É necessário reequipar a Força Aérea, mas os caças franceses Rafale são caríssimos e foram projetados para guerras na Europa, com distâncias curtas. No último mês, François Fillon, primeiro-ministro da França, veio ao Brasil com uma dupla missão: cabalar votos (cerca de 30 mil franceses moram aqui) e vender 36 caças Rafale.

Se conseguiu votos, ninguém saberá. Quanto ao Rafale, logrou apenas a polida desculpa do ex-chanceler Celso Amorim: incertezas do momento econômico-financeiro impõem parcimônia. Afinal, os Rafale nos custariam entre US$ 4 bilhões e US$ 8 bilhões, sem contar a manutenção futura.

É verdade que precisamos reequipar a Força Aérea Brasileira, e logo. A Venezuela detém poder teórico de, em menos de uma semana, destruir no ar ou no chão todos os obsoletos aviões da FAB. Como protegê-la dos Sukhoi SU-30 venezuelanos (que indiretamente, aliás, ajudamos Chávez a pagar)?
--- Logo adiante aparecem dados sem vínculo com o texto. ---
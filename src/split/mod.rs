// src/split/mod.rs
use anyhow::{anyhow, Context, Result};
use std::{
    fs,
    path::{Path, PathBuf},
};
use tracing::{debug, info, instrument};

use crate::{
    text::{read_latin1, write_latin1},
    ReportError,
};

pub mod naming;
pub mod segment;

pub use segment::{partition, DataSegment, HeaderSegment, SplitReport};

/// Where [`split_report`] wrote its two halves.
#[derive(Debug, Clone, PartialEq, Eq)]
pub struct SplitOutputs {
    pub properties: PathBuf,
    pub data: PathBuf,
}

/// Read the report at `path` and partition it, failing with
/// [`ReportError::TooShort`] when it cannot fill the header block.
pub fn load_report(path: &Path, header_lines: usize) -> Result<SplitReport> {
    let text = read_latin1(path)?;
    partition(&text, header_lines).map_err(|lines| {
        ReportError::TooShort {
            path: path.to_path_buf(),
            lines,
            needed: header_lines,
        }
        .into()
    })
}

/// Split one report into `<stem>-properties.csv` and `<stem>-csv.csv` under
/// `out_dir`. Existing outputs are overwritten; nothing is written when the
/// report is too short.
#[instrument(level = "info", skip(path, out_dir), fields(path = %path.as_ref().display()))]
pub fn split_report<P: AsRef<Path>, Q: AsRef<Path>>(
    path: P,
    out_dir: Q,
    header_lines: usize,
) -> Result<SplitOutputs> {
    let path = path.as_ref();
    let out_dir = out_dir.as_ref();

    let file_name = path
        .file_name()
        .and_then(|n| n.to_str())
        .ok_or_else(|| anyhow!("report path has no usable file name: {:?}", path))?;

    let report = load_report(path, header_lines)?;
    debug!(
        header = report.header.lines.len(),
        data = report.data.lines.len(),
        "partitioned report"
    );

    fs::create_dir_all(out_dir)
        .with_context(|| format!("creating output directory {}", out_dir.display()))?;
    let (properties, data) = naming::output_paths(file_name, out_dir);
    write_latin1(&properties, &report.header.text())?;
    write_latin1(&data, &report.data.text())?;

    info!(properties = %properties.display(), data = %data.display(), "split written");
    Ok(SplitOutputs { properties, data })
}
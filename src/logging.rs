use tracing_subscriber::{fmt, EnvFilter};

/// Install the global subscriber. Logs go to stderr so stdout only carries
/// the summary lines.
pub fn init(default_filter: &str) {
    let env =
        EnvFilter::try_from_default_env().unwrap_or_else(|_| EnvFilter::new(default_filter));
    fmt::Subscriber::builder()
        .with_env_filter(env)
        .with_writer(std::io::stderr)
        .init();
}

/// Test-only subscriber routed through the test harness' capture.
#[cfg(test)]
pub(crate) fn init_test_logging() {
    let subscriber = fmt::Subscriber::builder()
        .with_env_filter(
            EnvFilter::try_from_default_env()
                .unwrap_or_else(|_| EnvFilter::new("info,reportsplit=debug")),
        )
        .with_test_writer()
        .finish();
    let _ = tracing::subscriber::set_global_default(subscriber);
}
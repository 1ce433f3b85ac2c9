use anyhow::Result;
use std::path::Path;
use tracing::debug;

use crate::text::read_latin1;

/// Property looked up in header segments when none is configured. The two
/// spaces before the colon are part of the token.
pub const DEFAULT_PROPERTY: &str = "Max Broadband Resultant  : ";

/// Value of the first line containing `property`: everything after the token,
/// line terminator included. `None` when no line carries it.
pub fn find_property(text: &str, property: &str) -> Option<String> {
    text.split_inclusive('\n').find_map(|line| {
        line.find(property)
            .map(|idx| line[idx + property.len()..].to_string())
    })
}

/// [`find_property`] over a header segment file.
pub fn read_property(path: &Path, property: &str) -> Result<Option<String>> {
    let text = read_latin1(path)?;
    let value = find_property(&text, property);
    debug!(path = %path.display(), property, found = value.is_some(), "property lookup");
    Ok(value)
}
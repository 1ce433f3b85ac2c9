use anyhow::{Context, Result};
use csv::ReaderBuilder;
use std::path::{Path, PathBuf};
use tracing::trace;

use crate::{text::read_latin1, ReportError};

/// A data segment parsed into header names and string cells.
#[derive(Debug)]
pub struct Table {
    pub path: PathBuf,
    /// Column names from the first row.
    pub headers: Vec<String>,
    /// Remaining rows; widths may differ from `headers`.
    pub rows: Vec<Vec<String>>,
}

/// Drop the spaces that follow a delimiter outside quotes, so the reader
/// sees `,"x, y"` and keeps the quoted field whole.
fn skip_initial_space(text: &str) -> String {
    let mut out = String::with_capacity(text.len());
    let mut in_quotes = false;
    let mut after_delim = false;
    for c in text.chars() {
        if after_delim && c == ' ' {
            continue;
        }
        after_delim = false;
        match c {
            '"' => in_quotes = !in_quotes,
            ',' if !in_quotes => after_delim = true,
            _ => {}
        }
        out.push(c);
    }
    out
}

impl Table {
    /// Parse comma-separated `text`. Spaces right after a delimiter are
    /// dropped, so `a, b` yields `b` rather than ` b` and `a, "b"` is a
    /// quoted field.
    pub fn parse(path: &Path, text: &str) -> Result<Self> {
        let text = skip_initial_space(text);
        let mut rdr = ReaderBuilder::new()
            .has_headers(false)
            .flexible(true)
            .from_reader(text.as_bytes());

        let mut headers: Option<Vec<String>> = None;
        let mut rows = Vec::new();
        for (idx, result) in rdr.records().enumerate() {
            let record = result.with_context(|| {
                format!("CSV parse error in {} at record {}", path.display(), idx)
            })?;
            let fields: Vec<String> = record.iter().map(str::to_string).collect();
            if headers.is_none() {
                trace!(?fields, "header row");
                headers = Some(fields);
            } else {
                rows.push(fields);
            }
        }

        Ok(Self {
            path: path.to_path_buf(),
            headers: headers.unwrap_or_default(),
            rows,
        })
    }

    /// Read and parse a data segment file as Latin-1.
    pub fn read(path: &Path) -> Result<Self> {
        let text = read_latin1(path)?;
        Self::parse(path, &text)
    }

    /// Position of `name` in the header row.
    pub fn column_index(&self, name: &str) -> Result<usize, ReportError> {
        self.headers
            .iter()
            .position(|h| h == name)
            .ok_or_else(|| ReportError::MissingColumn {
                path: self.path.clone(),
                column: name.to_string(),
            })
    }

    /// Cells of column `idx`; `None` where a row is too short to reach it.
    pub fn column_cells(&self, idx: usize) -> impl Iterator<Item = Option<&str>> + '_ {
        self.rows.iter().map(move |row| row.get(idx).map(String::as_str))
    }
}
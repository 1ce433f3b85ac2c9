pub mod aggregate;
pub mod config;
pub mod driver;
pub mod error;
pub mod logging;
pub mod properties;
pub mod split;
pub mod text;

pub use error::ReportError;
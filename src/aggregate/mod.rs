// src/aggregate/mod.rs
use anyhow::Result;
use arrow::{
    array::{Array, Float64Array, Float64Builder},
    compute,
};
use std::{fmt, path::Path};
use tracing::{debug, instrument};

use crate::text::clean_str;

pub mod table;

pub use table::Table;

/// Columns summarised when none are configured.
pub const DEFAULT_COLUMNS: [&str; 2] = ["Brd Reslt", "Brd Load"];

/// Mean and max of one column over its numeric cells.
///
/// `mean` and `max` are `None` when no cell in the column parsed as a
/// number; that is the "undefined" result, distinct from zero.
#[derive(Debug, Clone, PartialEq)]
pub struct ColumnStats {
    pub column: String,
    pub mean: Option<f64>,
    pub max: Option<f64>,
    /// Cells that parsed as numbers.
    pub present: usize,
    /// Cells that did not, including cells absent from short rows.
    pub missing: usize,
}

/// Per-column stats for one data segment, in the order asked for.
#[derive(Debug, Clone, PartialEq)]
pub struct DataSummary {
    pub columns: Vec<ColumnStats>,
}

impl DataSummary {
    pub fn get(&self, column: &str) -> Option<&ColumnStats> {
        self.columns.iter().find(|c| c.column == column)
    }
}

/// Parse each cell as `f64`. Anything unparseable, including a literal NaN,
/// becomes null rather than an error.
pub fn coerce_numeric<'a, I>(cells: I) -> Float64Array
where
    I: IntoIterator<Item = Option<&'a str>>,
{
    let mut b = Float64Builder::new();
    for cell in cells {
        let v = cell
            .and_then(|s| clean_str(s).parse::<f64>().ok())
            .filter(|v| !v.is_nan());
        b.append_option(v);
    }
    b.finish()
}

/// Mean and max over the non-null values of `values`.
pub fn stats_of(column: &str, values: &Float64Array) -> ColumnStats {
    let present = values.len() - values.null_count();
    let mean = compute::sum(values).and_then(|total| {
        if present == 0 {
            None
        } else {
            Some(total / present as f64)
        }
    });

    ColumnStats {
        column: column.to_string(),
        mean,
        max: compute::max(values),
        present,
        missing: values.null_count(),
    }
}

/// Stats for `column` of `table`. A column absent from the header row is a
/// hard [`crate::ReportError::MissingColumn`].
pub fn column_stats(table: &Table, column: &str) -> Result<ColumnStats> {
    let idx = table.column_index(column)?;
    let values = coerce_numeric(table.column_cells(idx));
    let stats = stats_of(column, &values);
    debug!(
        column,
        present = stats.present,
        missing = stats.missing,
        "column coerced"
    );
    Ok(stats)
}

/// Read the data segment at `path` and compute stats for each of `columns`.
#[instrument(level = "info", skip(path, columns), fields(path = %path.as_ref().display()))]
pub fn summarize<P: AsRef<Path>, S: AsRef<str>>(path: P, columns: &[S]) -> Result<DataSummary> {
    let table = Table::read(path.as_ref())?;
    let columns = columns
        .iter()
        .map(|c| column_stats(&table, c.as_ref()))
        .collect::<Result<Vec<_>>>()?;
    Ok(DataSummary { columns })
}

/// Renders a stat the way the summary file shows it: `nan` when undefined,
/// integral values with a trailing `.0`, and magnitudes outside
/// `[1e-4, 1e16)` in exponent form with a signed two-digit exponent.
pub struct Stat(pub Option<f64>);

impl fmt::Display for Stat {
    fn fmt(&self, f: &mut fmt::Formatter<'_>) -> fmt::Result {
        match self.0 {
            None => f.write_str("nan"),
            Some(v) if v.is_infinite() => f.write_str(if v > 0.0 { "inf" } else { "-inf" }),
            Some(v) if v != 0.0 && (v.abs() >= 1e16 || v.abs() < 1e-4) => {
                let sci = format!("{v:e}");
                let (mantissa, exp) = sci.split_once('e').unwrap_or((sci.as_str(), "0"));
                let exp: i32 = exp.parse().unwrap_or(0);
                let sign = if exp < 0 { '-' } else { '+' };
                write!(f, "{mantissa}e{sign}{:02}", exp.abs())
            }
            Some(v) if v.fract() == 0.0 => write!(f, "{v:.1}"),
            Some(v) => write!(f, "{v}"),
        }
    }
}
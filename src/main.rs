use anyhow::Result;
use clap::Parser;
use reportsplit::{config::Config, driver, logging};
use std::path::PathBuf;
use tracing::info;

/// Split measurement reports into property and data files, then summarise
/// the data columns.
#[derive(Parser, Debug)]
#[command(name = "reportsplit", version, about)]
struct Cli {
    /// Project root holding `data/`, `out/` and `output.txt`.
    #[arg(long, default_value = ".")]
    root: PathBuf,

    /// YAML config file; replaces the layout derived from `--root`.
    #[arg(long)]
    config: Option<PathBuf>,

    /// Directory of report subdirectories.
    #[arg(long)]
    input: Option<PathBuf>,

    /// Directory receiving split outputs.
    #[arg(long)]
    output: Option<PathBuf>,

    /// Summary text file.
    #[arg(long)]
    summary_file: Option<PathBuf>,

    /// Lines in each report's property block.
    #[arg(long)]
    header_lines: Option<usize>,

    /// Header property to report, matched as an exact substring.
    #[arg(long)]
    property: Option<String>,

    /// Print the summary without writing the summary file.
    #[arg(long)]
    no_save: bool,
}

impl Cli {
    fn into_config(self) -> Result<Config> {
        let mut cfg = match &self.config {
            Some(path) => Config::load(path)?,
            None => Config::from_root(&self.root),
        };
        if let Some(p) = self.input {
            cfg.input_dir = p;
        }
        if let Some(p) = self.output {
            cfg.output_dir = p;
        }
        if let Some(p) = self.summary_file {
            cfg.summary_file = p;
        }
        if let Some(n) = self.header_lines {
            cfg.header_lines = n;
        }
        if let Some(p) = self.property {
            cfg.property = p;
        }
        if self.no_save {
            cfg.save = false;
        }
        Ok(cfg)
    }
}

fn main() -> Result<()> {
    logging::init("info");

    let cfg = Cli::parse().into_config()?;
    info!(
        input = %cfg.input_dir.display(),
        output = %cfg.output_dir.display(),
        header_lines = cfg.header_lines,
        "startup"
    );

    let summary = driver::run(&cfg)?;
    info!(lines = summary.lines().len(), "all done");
    Ok(())
}
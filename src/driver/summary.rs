use anyhow::{Context, Result};
use std::{
    fs::File,
    io::{BufWriter, Write},
    path::Path,
};
use tracing::info;

/// Display lines produced by a run. Every line is echoed to stdout; when
/// `save` is set it is also kept for [`Summary::save`].
#[derive(Debug, Default)]
pub struct Summary {
    save: bool,
    lines: Vec<String>,
}

impl Summary {
    pub fn new(save: bool) -> Self {
        Self {
            save,
            lines: Vec::new(),
        }
    }

    pub fn emit(&mut self, line: String) {
        println!("{line}");
        if self.save {
            self.lines.push(line);
        }
    }

    pub fn lines(&self) -> &[String] {
        &self.lines
    }

    /// Overwrite `path` with one newline-terminated line per record.
    pub fn save(&self, path: &Path) -> Result<()> {
        let file = File::create(path)
            .with_context(|| format!("creating summary file {}", path.display()))?;
        let mut w = BufWriter::new(file);
        for line in &self.lines {
            writeln!(w, "{line}")?;
        }
        w.flush()
            .with_context(|| format!("writing summary file {}", path.display()))?;

        info!(path = %path.display(), lines = self.lines.len(), "summary saved");
        println!("Output saved to {}", path.display());
        Ok(())
    }
}
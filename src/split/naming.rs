use std::path::{Path, PathBuf};

pub const PROPERTIES_MARKER: &str = "-properties";
pub const DATA_MARKER: &str = "-csv";
const CSV_EXT: &str = ".csv";

/// Base name for the split outputs: one trailing `.csv` removed.
pub fn output_stem(file_name: &str) -> &str {
    file_name.strip_suffix(CSV_EXT).unwrap_or(file_name)
}

/// `(<stem>-properties.csv, <stem>-csv.csv)` inside `out_dir`.
pub fn output_paths(file_name: &str, out_dir: &Path) -> (PathBuf, PathBuf) {
    let stem = output_stem(file_name);
    (
        out_dir.join(format!("{stem}{PROPERTIES_MARKER}{CSV_EXT}")),
        out_dir.join(format!("{stem}{DATA_MARKER}{CSV_EXT}")),
    )
}

/// Item name shown in the summary for a split output file: the stem that
/// [`output_paths`] appended its marker to.
pub fn display_name(file_name: &str) -> &str {
    let name = file_name.strip_suffix(CSV_EXT).unwrap_or(file_name);
    name.strip_suffix(DATA_MARKER)
        .or_else(|| name.strip_suffix(PROPERTIES_MARKER))
        .unwrap_or(name)
}
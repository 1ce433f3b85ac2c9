// src/bin/report_property.rs
use anyhow::Result;
use clap::Parser;
use reportsplit::{logging, properties, text::strip_line_ending};
use std::{path::PathBuf, process::ExitCode};

/// Look up one property in a header segment.
#[derive(Parser, Debug)]
struct Args {
    /// A `-properties.csv` header segment, or a whole report.
    file: PathBuf,

    #[arg(long, default_value = properties::DEFAULT_PROPERTY)]
    property: String,
}

fn main() -> Result<ExitCode> {
    logging::init("warn");
    let args = Args::parse();

    match properties::read_property(&args.file, &args.property)? {
        Some(value) => {
            println!("{}", strip_line_ending(&value));
            Ok(ExitCode::SUCCESS)
        }
        None => {
            eprintln!("{:?} not found in {}", args.property, args.file.display());
            Ok(ExitCode::FAILURE)
        }
    }
}
use std::path::PathBuf;
use thiserror::Error;

/// Failures a caller may want to tell apart. They travel inside
/// `anyhow::Error` and can be recovered with `downcast_ref`.
#[derive(Error, Debug)]
pub enum ReportError {
    /// The report has fewer lines than the fixed header block.
    #[error("report {path} has {lines} lines, header needs {needed}")]
    TooShort {
        path: PathBuf,
        lines: usize,
        needed: usize,
    },

    /// A target column is absent from the data segment's header row.
    #[error("column {column:?} not found in {path}")]
    MissingColumn { path: PathBuf, column: String },

    /// An input or output directory does not exist.
    #[error("The folder {0} does not exist.")]
    DirectoryNotFound(PathBuf),
}
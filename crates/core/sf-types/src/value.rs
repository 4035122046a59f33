//! Scalar column values.

use serde::{Deserialize, Serialize};
use std::fmt;

/// A scalar value held by a row column.
///
/// Maps one to one onto JSON scalars: `null`, booleans, integers, floats and
/// strings. Integers that fit in `i64` stay integers.
#[derive(Debug, Clone, PartialEq, Default, Serialize, Deserialize)]
#[serde(untagged)]
pub enum Value {
    #[default]
    Null,
    Bool(bool),
    Int(i64),
    Float(f64),
    String(String),
}

impl Value {
    /// Returns true if the value is null.
    pub fn is_null(&self) -> bool {
        matches!(self, Self::Null)
    }

    /// Returns the string content if the value is a string.
    pub fn as_str(&self) -> Option<&str> {
        match self {
            Self::String(s) => Some(s),
            _ => None,
        }
    }

    /// Returns the integer content if the value is an integer.
    pub fn as_i64(&self) -> Option<i64> {
        match self {
            Self::Int(i) => Some(*i),
            _ => None,
        }
    }

    /// Returns the boolean content if the value is a boolean.
    pub fn as_bool(&self) -> Option<bool> {
        match self {
            Self::Bool(b) => Some(*b),
            _ => None,
        }
    }

    /// Name of the value's type, for diagnostics.
    pub fn type_name(&self) -> &'static str {
        match self {
            Self::Null => "null",
            Self::Bool(_) => "bool",
            Self::Int(_) => "int",
            Self::Float(_) => "float",
            Self::String(_) => "string",
        }
    }
}

impl fmt::Display for Value {
    fn fmt(&self, f: &mut fmt::Formatter<'_>) -> fmt::Result {
        match self {
            Self::Null => write!(f, "null"),
            Self::Bool(b) => write!(f, "{b}"),
            Self::Int(i) => write!(f, "{i}"),
            Self::Float(x) => write!(f, "{x}"),
            Self::String(s) => write!(f, "{s}"),
        }
    }
}

impl From<&str> for Value {
    fn from(s: &str) -> Self {
        Self::String(s.to_string())
    }
}

impl From<String> for Value {
    fn from(s: String) -> Self {
        Self::String(s)
    }
}

impl From<i64> for Value {
    fn from(i: i64) -> Self {
        Self::Int(i)
    }
}

impl From<f64> for Value {
    fn from(x: f64) -> Self {
        Self::Float(x)
    }
}

impl From<bool> for Value {
    fn from(b: bool) -> Self {
        Self::Bool(b)
    }
}

impl<T: Into<Value>> From<Option<T>> for Value {
    fn from(value: Option<T>) -> Self {
        value.map(Into::into).unwrap_or(Self::Null)
    }
}
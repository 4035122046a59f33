//! Formatting utilities for CLI output.

/// Format a large number with commas for readability.
///
/// # Examples
///
/// ```
/// use sf_cli_common::format_number;
///
/// assert_eq!(format_number(0), "0");
/// assert_eq!(format_number(1234), "1,234");
/// assert_eq!(format_number(1234567), "1,234,567");
/// ```
pub fn format_number(n: u64) -> String {
    let s = n.to_string();
    let mut result = String::with_capacity(s.len() + s.len() / 3);

    for (count, c) in s.chars().rev().enumerate() {
        if count > 0 && count % 3 == 0 {
            result.push(',');
        }
        result.push(c);
    }

    result.chars().rev().collect()
}

/// Format a per-second rate, rounding to a whole number above 100.
///
/// ```
/// use sf_cli_common::format_rate;
///
/// assert_eq!(format_rate(12345.6, "rows"), "12,346 rows/sec");
/// assert_eq!(format_rate(2.25, "rows"), "2.2 rows/sec");
/// ```
pub fn format_rate(per_second: f64, unit: &str) -> String {
    if per_second >= 100.0 {
        format!("{} {unit}/sec", format_number(per_second.round() as u64))
    } else {
        format!("{per_second:.1} {unit}/sec")
    }
}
O Rafale é caríssimo. Além disso, ele foi projetado para guerras na Europa, onde a distância de Paris a Moscou é menor que a de São Paulo a Recife.

Não seria o caso de o Brasil combinar uma esquadrilha de Gripen NG, mais adequados ao policiamento de fronteiras e do espaço aéreo contra a guerrilha e o tráfico, com outra de Boeing F/A-18, para um xeque nos Sukhoi venezuelanos?

E há mais: nos dois anos decorridos desde que estouvadamente o ex-presidente Lula deu o negócio como fechado, muita coisa mudou na visão dos estrategistas e no mercado aeroespacial. Por exemplo: a crescente importância dos “drones” (aviões sem piloto). Como escalonar tão complexas prioridades sem desatinos financeiros?

Já para Nicolas Sarkozy, ameaçado de sequer passar ao segundo turno das eleições de abril-maio, o mais importante poderio do Rafale é eleitoral. As aflições do presidente francês são outras:

1) os Emirados Árabes desistiram do Rafale (60 aparelhos);

2) a Suíça preferiu comprar 22 Saab Gripen, em vez de 12 Rafale (quatro países já compraram o caça sueco; em 11 anos, apenas a própria França comprou Rafale);

3) a confiança internacional na capacidade de a França honrar as suas contas continua ameaçada de rebaixamento;

4) a maioria dos franceses reprova o plano franco-alemão de salvação do euro;

5) em alta, o número de desempregados na França ultrapassou 3 milhões em novembro;

6) está cada vez mais difícil dissimular o avanço da calvície.

Serge Dassault, um dos cem homens mais ricos do mundo, fabricante do Rafale, amigo e patrocinador de Sarkozy, poderia empregar indiretamente 300 mil pessoas. Mas, afora reveses do Rafale, Dassault acaba de amargar o abortamento de um projeto franco-israelense de produção do “drone” Héron TP. A sua última esperança é vender 126 caças Rafale à Índia, país que precisa exibir muque nas fronteiras com China e Paquistão, seus rivais atômicos.

O Brasil não tem pressa alguma de prestar socorro eleitoral a Sarkozy. A antropologia social registra que a Bulgária é o único país do mundo onde acenar com a cabeça significa “não”, e abaná-la significa “sim”. Ninguém sabe se a presidente já justificou como atavismo búlgaro algum mal-entendido desses em sua vida pública ou particular. Mas ambiguidades são essenciais na diplomacia e na política -sim ou não.